*Task instructions*.
Among the entries below, only the lines starting at the one with "pub struct AddressAssignment" and ending at the one with "pub fn advanced(&self)", both included, are to be printed exactly.

*Given data*.
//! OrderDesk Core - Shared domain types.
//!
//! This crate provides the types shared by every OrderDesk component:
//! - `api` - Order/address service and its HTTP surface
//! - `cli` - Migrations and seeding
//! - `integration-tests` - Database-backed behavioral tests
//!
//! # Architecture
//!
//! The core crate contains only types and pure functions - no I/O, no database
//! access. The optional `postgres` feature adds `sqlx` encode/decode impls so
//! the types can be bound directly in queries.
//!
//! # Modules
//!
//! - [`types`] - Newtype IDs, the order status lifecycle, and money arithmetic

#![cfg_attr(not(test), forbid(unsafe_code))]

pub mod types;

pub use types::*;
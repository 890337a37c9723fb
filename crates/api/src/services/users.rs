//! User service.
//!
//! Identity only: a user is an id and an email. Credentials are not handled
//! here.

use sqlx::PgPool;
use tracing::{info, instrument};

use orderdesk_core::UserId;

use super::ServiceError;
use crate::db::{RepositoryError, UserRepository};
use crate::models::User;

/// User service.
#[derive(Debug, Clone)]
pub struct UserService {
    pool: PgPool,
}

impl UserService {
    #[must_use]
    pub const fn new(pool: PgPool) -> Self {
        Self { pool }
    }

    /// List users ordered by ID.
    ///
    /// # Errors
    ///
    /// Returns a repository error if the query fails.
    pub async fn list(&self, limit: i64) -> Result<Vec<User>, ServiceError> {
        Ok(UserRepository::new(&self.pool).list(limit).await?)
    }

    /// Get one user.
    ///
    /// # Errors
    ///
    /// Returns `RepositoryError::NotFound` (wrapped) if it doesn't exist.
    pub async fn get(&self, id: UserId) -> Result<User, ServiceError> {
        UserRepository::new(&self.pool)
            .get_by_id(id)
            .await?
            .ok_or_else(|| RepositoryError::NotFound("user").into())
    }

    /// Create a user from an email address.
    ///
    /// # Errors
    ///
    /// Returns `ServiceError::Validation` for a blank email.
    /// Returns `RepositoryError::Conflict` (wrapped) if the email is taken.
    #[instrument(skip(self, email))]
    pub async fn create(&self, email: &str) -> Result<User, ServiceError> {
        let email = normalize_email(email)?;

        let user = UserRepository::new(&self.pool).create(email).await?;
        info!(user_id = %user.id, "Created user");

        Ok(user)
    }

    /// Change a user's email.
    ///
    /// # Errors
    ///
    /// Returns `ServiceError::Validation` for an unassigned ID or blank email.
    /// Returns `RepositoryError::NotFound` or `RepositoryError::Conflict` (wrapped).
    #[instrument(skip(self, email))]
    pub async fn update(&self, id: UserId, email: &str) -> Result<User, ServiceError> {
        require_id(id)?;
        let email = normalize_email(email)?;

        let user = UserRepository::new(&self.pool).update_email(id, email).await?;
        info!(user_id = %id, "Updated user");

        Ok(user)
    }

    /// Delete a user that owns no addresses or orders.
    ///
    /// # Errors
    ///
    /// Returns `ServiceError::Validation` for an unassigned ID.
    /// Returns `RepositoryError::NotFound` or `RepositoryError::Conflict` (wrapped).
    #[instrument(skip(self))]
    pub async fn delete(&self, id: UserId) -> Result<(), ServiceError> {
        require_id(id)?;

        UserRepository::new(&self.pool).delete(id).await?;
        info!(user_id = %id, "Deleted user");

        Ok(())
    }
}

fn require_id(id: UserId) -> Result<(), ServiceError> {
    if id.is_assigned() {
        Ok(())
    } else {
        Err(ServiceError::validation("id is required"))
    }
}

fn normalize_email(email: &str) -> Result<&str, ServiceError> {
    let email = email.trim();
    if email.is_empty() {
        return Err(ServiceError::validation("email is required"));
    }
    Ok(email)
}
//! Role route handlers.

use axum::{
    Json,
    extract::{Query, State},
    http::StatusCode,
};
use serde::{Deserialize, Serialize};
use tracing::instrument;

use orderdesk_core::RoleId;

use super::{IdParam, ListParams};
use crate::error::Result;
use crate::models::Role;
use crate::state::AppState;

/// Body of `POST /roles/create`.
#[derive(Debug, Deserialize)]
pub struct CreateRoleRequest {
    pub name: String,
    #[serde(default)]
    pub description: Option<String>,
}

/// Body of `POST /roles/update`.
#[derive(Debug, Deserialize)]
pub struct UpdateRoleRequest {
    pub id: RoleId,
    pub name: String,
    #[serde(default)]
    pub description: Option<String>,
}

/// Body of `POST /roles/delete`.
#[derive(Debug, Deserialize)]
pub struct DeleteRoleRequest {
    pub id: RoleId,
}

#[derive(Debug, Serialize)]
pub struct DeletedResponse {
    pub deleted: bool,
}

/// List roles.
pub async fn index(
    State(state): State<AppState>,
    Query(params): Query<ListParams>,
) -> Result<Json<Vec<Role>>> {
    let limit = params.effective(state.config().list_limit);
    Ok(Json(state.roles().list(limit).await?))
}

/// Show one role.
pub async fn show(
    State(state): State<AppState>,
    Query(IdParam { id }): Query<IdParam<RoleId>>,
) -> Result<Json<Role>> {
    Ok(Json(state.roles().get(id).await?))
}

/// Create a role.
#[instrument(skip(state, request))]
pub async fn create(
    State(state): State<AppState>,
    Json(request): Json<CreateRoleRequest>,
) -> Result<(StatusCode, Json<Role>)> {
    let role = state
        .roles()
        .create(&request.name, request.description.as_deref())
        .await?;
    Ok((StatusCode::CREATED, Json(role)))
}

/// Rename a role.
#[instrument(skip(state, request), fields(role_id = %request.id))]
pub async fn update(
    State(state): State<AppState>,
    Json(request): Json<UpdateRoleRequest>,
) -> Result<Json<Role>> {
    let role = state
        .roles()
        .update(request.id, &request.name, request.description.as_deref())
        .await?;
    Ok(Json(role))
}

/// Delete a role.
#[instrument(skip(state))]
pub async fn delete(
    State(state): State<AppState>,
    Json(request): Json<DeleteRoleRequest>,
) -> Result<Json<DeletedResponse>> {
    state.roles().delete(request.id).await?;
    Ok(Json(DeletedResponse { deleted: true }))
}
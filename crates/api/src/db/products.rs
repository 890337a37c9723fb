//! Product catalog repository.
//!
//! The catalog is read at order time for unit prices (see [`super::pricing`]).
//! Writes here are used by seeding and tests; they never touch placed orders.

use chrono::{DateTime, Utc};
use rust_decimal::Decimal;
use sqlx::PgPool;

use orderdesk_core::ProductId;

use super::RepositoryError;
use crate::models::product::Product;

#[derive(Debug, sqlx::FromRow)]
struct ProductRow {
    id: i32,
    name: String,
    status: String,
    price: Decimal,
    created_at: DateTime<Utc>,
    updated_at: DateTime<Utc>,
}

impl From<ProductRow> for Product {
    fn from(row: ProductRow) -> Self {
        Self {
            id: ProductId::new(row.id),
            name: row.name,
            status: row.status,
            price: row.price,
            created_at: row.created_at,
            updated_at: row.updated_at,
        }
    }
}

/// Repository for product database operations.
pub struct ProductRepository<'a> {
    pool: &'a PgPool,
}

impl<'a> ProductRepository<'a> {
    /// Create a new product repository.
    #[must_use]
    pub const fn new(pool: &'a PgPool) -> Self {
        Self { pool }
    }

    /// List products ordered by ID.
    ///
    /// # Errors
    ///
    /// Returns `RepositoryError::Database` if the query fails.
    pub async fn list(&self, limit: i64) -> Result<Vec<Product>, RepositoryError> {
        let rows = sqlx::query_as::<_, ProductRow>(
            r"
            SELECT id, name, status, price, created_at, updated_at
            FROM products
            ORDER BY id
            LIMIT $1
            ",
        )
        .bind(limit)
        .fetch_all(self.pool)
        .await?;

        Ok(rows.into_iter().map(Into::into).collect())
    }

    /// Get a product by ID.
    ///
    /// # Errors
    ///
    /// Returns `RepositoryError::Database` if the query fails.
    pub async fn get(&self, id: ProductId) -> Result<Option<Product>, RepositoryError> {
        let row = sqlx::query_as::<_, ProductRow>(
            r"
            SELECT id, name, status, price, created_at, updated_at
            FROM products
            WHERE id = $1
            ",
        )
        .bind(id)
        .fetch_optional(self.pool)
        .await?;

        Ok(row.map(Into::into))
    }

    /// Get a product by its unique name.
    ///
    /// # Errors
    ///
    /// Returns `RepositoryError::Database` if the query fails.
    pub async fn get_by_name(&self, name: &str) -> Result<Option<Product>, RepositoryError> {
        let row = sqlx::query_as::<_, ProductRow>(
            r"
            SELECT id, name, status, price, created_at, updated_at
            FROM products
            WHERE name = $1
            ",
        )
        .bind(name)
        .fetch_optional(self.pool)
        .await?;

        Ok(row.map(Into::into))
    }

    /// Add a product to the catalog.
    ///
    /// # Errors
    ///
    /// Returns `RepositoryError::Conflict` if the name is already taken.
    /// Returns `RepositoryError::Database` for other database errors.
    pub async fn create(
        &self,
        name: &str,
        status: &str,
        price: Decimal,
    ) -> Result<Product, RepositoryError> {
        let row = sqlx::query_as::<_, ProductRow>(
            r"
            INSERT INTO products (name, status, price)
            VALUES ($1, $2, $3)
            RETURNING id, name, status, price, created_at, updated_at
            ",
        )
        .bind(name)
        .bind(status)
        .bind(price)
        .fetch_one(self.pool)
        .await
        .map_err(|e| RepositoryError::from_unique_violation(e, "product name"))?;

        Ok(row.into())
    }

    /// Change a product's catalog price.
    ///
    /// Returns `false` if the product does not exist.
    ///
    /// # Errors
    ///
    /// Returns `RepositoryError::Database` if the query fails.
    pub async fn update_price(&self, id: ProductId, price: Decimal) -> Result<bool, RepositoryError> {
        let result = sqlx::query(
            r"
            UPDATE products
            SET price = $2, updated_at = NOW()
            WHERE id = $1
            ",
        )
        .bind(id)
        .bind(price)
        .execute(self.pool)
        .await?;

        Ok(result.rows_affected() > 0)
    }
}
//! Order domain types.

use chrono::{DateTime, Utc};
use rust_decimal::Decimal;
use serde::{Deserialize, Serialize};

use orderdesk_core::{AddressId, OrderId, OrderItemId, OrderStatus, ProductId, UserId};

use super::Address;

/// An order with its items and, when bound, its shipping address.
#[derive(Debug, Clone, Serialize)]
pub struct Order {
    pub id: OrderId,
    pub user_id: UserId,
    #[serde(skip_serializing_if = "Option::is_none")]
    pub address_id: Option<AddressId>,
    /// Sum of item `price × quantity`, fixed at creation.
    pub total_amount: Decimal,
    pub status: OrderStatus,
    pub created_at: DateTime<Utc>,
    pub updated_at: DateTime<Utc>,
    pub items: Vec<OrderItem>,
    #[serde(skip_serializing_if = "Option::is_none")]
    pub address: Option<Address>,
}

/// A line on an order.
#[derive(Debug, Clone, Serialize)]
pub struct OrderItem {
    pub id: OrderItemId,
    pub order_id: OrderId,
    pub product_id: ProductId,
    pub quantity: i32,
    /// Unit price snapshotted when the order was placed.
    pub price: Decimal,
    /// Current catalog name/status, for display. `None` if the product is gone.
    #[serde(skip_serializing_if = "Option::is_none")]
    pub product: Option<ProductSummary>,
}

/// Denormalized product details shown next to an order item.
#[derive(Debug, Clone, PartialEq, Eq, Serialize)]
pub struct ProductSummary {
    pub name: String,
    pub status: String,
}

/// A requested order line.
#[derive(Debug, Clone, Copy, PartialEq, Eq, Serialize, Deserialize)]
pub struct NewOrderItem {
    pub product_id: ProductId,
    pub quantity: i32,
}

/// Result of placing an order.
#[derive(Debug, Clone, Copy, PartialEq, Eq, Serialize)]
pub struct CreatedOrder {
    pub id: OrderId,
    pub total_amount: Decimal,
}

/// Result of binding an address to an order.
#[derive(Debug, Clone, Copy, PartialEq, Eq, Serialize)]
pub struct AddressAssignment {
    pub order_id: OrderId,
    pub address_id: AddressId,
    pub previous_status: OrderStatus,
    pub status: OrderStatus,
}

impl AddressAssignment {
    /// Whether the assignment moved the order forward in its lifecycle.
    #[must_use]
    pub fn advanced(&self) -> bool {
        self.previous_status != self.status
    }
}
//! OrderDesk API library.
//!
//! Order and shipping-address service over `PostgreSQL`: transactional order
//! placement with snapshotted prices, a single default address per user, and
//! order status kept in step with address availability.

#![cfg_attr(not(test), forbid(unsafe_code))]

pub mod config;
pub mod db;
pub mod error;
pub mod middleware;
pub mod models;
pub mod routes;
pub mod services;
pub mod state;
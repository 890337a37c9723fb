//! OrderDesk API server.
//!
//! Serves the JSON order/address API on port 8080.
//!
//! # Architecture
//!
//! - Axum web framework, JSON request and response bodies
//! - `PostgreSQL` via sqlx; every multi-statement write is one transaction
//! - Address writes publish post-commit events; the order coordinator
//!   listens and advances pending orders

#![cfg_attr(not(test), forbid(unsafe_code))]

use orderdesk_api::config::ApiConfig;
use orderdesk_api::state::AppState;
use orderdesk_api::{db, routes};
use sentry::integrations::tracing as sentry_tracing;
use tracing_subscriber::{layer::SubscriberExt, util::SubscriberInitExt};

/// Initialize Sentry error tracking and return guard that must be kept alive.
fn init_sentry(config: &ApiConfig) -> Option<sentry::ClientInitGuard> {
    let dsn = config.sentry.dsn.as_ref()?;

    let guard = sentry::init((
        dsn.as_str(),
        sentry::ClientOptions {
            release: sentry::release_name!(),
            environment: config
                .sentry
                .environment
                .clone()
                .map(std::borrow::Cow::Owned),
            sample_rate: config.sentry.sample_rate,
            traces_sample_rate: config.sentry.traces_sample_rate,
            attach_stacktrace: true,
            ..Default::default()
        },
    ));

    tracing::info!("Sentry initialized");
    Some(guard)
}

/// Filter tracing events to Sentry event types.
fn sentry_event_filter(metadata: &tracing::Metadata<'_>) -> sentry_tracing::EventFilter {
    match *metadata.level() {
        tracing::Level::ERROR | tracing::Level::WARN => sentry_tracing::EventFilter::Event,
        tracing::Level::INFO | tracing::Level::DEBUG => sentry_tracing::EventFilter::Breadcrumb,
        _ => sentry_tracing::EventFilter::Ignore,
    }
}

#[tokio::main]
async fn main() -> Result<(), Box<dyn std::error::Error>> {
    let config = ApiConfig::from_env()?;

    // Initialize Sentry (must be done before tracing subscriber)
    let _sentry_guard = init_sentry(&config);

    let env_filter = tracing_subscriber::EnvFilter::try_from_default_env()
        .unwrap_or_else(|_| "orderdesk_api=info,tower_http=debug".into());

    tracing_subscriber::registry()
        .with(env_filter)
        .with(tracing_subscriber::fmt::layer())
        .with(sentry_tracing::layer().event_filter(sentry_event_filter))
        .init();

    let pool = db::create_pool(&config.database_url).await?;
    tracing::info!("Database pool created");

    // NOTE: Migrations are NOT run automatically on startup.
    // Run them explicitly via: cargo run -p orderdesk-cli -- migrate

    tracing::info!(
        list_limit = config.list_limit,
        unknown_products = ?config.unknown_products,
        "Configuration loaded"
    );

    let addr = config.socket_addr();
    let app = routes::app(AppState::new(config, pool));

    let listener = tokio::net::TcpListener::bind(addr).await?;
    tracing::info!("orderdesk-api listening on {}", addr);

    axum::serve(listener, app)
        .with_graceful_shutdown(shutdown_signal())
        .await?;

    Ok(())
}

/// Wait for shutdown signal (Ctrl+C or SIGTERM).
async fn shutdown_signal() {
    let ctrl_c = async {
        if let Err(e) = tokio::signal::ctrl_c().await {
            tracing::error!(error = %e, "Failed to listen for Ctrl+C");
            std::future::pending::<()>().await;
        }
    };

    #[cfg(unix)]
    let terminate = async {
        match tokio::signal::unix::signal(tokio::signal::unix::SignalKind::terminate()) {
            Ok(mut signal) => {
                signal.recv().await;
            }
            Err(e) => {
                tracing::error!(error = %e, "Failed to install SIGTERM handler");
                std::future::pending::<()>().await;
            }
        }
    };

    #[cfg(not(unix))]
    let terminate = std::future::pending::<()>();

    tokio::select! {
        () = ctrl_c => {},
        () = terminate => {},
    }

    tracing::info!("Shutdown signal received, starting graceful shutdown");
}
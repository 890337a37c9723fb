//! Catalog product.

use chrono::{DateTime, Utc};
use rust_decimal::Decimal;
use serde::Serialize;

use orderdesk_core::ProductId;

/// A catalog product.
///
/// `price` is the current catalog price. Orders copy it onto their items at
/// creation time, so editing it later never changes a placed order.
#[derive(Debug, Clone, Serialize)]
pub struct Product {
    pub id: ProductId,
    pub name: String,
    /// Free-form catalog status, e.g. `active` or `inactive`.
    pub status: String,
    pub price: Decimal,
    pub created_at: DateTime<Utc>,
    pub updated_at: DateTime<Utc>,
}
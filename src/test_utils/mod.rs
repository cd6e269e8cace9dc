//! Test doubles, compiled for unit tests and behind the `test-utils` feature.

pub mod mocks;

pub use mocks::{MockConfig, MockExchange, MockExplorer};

*Reply*.
pub struct AddressAssignment {
    pub order_id: OrderId,
    pub address_id: AddressId,
    pub previous_status: OrderStatus,
    pub status: OrderStatus,
}

impl AddressAssignment {
    /// Whether the assignment moved the order forward in its lifecycle.
    #[must_use]
    pub fn advanced(&self) -> bool {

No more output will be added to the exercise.